Find the lines below that contain the string "Other", count them, and give only the number.
★ ★ ★ ★ ★ ★ ★
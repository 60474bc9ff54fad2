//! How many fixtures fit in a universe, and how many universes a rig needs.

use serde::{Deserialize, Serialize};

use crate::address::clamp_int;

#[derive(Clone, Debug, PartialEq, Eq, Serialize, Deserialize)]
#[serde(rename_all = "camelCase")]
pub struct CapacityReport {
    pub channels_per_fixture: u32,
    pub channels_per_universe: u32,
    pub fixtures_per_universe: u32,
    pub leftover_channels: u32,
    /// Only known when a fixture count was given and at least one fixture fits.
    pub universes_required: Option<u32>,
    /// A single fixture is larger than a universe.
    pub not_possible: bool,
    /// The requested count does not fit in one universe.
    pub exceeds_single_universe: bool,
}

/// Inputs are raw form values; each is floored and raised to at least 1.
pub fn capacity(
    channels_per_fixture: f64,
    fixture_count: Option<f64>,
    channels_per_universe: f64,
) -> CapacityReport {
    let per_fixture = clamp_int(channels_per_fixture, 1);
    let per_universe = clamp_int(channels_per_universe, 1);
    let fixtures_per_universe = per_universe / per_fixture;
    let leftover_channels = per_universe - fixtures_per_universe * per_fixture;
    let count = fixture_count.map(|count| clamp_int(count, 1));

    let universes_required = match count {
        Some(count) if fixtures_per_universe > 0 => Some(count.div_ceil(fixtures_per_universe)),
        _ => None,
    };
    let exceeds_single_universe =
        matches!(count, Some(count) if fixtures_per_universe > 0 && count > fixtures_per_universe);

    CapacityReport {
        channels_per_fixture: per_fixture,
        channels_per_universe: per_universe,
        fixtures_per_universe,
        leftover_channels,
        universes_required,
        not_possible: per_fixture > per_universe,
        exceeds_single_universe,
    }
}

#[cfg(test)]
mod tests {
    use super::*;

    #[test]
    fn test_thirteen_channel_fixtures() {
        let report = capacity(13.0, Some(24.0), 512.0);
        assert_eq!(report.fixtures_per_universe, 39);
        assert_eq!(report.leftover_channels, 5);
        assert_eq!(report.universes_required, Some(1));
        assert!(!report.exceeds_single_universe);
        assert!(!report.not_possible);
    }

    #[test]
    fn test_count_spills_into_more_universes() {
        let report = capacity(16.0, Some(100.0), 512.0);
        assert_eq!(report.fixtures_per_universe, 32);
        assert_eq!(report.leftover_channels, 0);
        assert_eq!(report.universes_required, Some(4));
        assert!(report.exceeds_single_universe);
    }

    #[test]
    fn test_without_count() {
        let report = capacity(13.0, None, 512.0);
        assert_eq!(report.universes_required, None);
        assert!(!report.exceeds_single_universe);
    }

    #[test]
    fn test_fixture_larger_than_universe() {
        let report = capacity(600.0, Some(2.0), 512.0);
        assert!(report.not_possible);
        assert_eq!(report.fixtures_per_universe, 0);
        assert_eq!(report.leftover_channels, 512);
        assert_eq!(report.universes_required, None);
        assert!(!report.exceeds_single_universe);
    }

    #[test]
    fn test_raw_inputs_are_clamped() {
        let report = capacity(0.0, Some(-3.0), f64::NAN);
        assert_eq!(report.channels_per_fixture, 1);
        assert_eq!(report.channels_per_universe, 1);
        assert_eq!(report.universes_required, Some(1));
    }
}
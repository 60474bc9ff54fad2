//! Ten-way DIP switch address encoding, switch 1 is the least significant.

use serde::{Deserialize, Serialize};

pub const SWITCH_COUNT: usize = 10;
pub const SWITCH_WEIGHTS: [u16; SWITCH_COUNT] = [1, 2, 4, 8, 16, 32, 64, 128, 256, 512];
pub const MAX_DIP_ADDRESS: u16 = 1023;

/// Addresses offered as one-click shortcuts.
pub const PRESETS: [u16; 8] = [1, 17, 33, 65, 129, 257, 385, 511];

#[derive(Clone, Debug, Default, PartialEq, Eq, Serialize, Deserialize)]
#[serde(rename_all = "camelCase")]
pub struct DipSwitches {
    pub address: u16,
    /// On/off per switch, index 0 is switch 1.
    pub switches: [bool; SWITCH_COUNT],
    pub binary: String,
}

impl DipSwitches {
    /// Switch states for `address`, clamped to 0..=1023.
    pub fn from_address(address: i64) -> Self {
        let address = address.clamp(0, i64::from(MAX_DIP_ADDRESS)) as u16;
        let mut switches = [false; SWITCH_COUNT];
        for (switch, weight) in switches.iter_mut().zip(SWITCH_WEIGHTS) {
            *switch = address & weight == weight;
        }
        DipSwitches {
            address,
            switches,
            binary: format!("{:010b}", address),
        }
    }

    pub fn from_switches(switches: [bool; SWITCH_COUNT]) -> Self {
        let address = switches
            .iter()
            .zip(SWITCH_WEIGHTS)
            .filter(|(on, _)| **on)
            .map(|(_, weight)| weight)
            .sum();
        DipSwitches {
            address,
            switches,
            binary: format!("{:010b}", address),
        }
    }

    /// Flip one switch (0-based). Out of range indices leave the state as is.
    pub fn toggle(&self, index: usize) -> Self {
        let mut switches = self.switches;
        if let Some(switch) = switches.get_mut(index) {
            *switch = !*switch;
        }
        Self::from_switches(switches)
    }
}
★ ★ ★ ★ ★ ★ ★
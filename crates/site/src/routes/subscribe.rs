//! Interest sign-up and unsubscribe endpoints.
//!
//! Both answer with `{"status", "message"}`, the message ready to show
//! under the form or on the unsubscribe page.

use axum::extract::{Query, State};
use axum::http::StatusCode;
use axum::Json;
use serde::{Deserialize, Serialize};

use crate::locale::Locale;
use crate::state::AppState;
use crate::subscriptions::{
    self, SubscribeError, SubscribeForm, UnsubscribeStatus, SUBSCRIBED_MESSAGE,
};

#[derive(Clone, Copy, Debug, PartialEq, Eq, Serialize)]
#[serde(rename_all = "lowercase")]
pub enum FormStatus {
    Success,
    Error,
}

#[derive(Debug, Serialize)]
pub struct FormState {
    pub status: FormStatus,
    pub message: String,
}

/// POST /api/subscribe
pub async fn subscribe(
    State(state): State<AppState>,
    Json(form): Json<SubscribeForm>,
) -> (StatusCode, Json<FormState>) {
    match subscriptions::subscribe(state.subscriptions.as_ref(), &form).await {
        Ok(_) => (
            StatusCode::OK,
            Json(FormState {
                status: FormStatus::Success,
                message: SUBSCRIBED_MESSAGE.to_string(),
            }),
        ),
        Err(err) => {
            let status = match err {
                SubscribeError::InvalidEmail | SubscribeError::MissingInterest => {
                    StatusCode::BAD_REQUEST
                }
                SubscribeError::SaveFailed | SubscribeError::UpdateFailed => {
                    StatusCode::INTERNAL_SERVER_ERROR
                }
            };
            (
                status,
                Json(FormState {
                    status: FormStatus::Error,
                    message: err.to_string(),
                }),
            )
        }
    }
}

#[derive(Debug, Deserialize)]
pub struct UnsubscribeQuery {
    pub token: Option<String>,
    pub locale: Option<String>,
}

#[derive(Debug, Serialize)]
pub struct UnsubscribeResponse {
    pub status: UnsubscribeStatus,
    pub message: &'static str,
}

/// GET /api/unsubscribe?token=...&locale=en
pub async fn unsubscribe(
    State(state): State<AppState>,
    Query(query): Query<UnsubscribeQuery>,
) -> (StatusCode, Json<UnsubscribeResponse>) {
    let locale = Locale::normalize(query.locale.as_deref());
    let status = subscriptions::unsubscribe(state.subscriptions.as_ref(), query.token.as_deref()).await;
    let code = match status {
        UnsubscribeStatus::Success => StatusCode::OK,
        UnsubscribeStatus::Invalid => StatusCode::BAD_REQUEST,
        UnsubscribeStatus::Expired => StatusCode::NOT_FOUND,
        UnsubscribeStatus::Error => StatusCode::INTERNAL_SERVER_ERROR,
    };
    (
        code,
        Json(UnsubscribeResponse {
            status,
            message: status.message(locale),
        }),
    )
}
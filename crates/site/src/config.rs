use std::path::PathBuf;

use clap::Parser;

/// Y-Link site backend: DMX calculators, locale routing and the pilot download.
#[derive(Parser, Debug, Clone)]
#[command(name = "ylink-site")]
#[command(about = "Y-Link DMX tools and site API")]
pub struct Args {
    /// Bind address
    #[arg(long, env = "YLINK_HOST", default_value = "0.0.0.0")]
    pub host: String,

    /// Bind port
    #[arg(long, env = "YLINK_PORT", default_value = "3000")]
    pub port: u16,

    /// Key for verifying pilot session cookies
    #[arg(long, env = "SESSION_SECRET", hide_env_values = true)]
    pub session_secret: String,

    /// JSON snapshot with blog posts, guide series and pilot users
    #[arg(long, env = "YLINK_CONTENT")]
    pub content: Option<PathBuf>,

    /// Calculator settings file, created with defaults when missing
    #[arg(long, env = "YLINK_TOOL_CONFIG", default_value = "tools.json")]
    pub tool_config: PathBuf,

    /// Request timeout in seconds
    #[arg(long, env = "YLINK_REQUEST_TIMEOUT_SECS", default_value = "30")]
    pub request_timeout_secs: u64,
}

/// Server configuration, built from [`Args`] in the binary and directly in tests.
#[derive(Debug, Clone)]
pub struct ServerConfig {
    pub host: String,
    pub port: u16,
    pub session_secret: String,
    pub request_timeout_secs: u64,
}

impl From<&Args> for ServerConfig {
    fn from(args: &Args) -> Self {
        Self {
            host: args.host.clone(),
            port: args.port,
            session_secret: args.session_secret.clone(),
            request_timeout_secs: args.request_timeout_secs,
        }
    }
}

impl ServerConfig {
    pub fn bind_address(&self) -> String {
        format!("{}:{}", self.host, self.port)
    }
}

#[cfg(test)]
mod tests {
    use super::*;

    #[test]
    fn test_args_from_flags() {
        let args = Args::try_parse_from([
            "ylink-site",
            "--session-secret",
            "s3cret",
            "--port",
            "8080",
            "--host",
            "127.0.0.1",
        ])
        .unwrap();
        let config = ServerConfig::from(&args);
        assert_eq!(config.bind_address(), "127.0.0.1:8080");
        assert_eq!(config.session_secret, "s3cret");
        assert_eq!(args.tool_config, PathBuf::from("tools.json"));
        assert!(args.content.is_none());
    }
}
★ ★ ★ ★ ★ ★ ★
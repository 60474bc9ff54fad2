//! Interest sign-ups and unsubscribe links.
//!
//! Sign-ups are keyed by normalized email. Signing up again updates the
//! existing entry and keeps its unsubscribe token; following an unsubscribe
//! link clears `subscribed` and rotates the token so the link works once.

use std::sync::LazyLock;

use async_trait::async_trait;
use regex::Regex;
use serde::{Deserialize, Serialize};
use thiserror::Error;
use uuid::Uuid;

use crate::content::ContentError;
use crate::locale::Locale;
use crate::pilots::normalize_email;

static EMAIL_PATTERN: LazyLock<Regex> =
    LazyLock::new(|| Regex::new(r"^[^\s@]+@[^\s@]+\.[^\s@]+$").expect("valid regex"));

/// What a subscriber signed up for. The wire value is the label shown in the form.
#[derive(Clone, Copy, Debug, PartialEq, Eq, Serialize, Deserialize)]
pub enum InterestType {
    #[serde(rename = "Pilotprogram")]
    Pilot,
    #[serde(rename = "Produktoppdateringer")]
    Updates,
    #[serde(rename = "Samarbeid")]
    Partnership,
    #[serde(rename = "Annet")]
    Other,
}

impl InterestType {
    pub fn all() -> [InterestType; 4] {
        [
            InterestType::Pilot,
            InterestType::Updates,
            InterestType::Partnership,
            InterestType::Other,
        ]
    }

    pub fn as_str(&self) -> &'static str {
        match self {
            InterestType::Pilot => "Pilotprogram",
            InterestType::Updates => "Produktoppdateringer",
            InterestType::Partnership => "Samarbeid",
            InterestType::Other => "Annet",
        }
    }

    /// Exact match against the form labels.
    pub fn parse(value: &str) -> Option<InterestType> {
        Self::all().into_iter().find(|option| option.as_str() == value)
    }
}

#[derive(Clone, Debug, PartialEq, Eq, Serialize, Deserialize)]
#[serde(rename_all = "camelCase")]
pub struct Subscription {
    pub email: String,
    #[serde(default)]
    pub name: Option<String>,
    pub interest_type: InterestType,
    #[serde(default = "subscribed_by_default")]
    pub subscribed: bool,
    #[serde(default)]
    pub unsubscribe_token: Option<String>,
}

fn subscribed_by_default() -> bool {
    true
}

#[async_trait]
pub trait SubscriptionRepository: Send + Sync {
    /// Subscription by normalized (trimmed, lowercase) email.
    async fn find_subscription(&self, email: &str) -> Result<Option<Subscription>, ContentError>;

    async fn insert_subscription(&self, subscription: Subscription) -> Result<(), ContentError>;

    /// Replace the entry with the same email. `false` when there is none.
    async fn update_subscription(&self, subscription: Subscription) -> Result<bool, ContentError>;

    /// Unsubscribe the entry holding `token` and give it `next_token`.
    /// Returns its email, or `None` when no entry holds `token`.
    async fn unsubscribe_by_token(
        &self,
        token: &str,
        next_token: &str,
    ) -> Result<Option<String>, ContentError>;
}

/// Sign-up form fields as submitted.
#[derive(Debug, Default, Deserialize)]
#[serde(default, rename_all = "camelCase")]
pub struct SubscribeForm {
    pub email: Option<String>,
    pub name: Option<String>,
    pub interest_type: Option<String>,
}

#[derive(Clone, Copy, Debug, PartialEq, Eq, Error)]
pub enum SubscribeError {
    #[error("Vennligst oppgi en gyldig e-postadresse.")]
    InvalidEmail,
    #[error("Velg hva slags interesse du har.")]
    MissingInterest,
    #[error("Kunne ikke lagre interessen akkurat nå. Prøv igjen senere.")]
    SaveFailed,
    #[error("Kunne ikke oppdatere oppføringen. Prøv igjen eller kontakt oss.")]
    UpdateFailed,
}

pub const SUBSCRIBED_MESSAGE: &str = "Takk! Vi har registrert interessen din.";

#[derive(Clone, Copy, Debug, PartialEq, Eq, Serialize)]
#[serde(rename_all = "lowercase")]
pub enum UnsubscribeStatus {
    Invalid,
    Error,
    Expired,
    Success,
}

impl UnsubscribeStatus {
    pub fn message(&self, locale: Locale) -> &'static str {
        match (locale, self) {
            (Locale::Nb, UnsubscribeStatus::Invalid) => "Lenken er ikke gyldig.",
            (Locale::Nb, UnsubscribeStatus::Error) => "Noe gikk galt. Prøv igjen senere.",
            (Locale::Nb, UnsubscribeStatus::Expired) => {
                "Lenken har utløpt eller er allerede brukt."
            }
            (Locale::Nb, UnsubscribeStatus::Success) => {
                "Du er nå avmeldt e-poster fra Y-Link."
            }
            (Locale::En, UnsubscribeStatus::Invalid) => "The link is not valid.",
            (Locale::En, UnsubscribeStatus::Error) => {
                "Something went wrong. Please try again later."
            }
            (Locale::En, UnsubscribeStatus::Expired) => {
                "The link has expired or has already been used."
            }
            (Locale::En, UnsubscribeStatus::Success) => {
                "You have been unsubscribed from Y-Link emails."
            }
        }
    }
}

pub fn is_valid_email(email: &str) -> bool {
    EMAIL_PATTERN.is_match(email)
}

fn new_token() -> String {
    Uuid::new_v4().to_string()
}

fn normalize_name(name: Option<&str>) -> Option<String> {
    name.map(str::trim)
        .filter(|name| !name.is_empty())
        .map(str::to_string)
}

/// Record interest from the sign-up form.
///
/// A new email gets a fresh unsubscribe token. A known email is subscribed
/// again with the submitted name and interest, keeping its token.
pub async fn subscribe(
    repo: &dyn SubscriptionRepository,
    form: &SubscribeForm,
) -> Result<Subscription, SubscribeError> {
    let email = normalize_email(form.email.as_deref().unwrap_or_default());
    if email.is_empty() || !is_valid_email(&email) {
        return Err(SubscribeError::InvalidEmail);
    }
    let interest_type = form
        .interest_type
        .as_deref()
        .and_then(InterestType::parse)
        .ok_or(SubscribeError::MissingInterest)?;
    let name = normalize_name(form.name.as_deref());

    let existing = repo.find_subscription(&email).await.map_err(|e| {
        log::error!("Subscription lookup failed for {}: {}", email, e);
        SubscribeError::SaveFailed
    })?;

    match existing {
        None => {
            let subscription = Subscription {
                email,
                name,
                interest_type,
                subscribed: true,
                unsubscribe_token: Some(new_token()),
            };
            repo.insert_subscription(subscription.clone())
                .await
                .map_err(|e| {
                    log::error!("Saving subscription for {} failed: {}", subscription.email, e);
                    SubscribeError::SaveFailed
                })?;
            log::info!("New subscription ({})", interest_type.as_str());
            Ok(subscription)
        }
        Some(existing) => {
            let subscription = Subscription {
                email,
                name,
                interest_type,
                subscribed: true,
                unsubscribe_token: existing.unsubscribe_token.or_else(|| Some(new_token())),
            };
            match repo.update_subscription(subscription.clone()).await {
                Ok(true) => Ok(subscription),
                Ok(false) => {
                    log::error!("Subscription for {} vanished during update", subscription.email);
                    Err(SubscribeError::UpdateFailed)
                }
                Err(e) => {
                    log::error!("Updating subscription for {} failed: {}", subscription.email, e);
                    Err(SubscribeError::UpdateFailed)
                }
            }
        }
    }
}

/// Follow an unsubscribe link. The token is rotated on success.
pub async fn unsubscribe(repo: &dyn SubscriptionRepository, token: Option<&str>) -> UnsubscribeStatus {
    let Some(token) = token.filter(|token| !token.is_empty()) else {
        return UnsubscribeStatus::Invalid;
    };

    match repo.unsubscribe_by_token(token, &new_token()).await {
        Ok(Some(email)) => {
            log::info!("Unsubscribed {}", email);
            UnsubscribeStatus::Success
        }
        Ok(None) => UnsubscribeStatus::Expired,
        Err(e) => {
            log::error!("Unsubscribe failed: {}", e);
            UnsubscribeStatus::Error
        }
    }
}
★ ★ ★ ★ ★ ★ ★
Task result — 3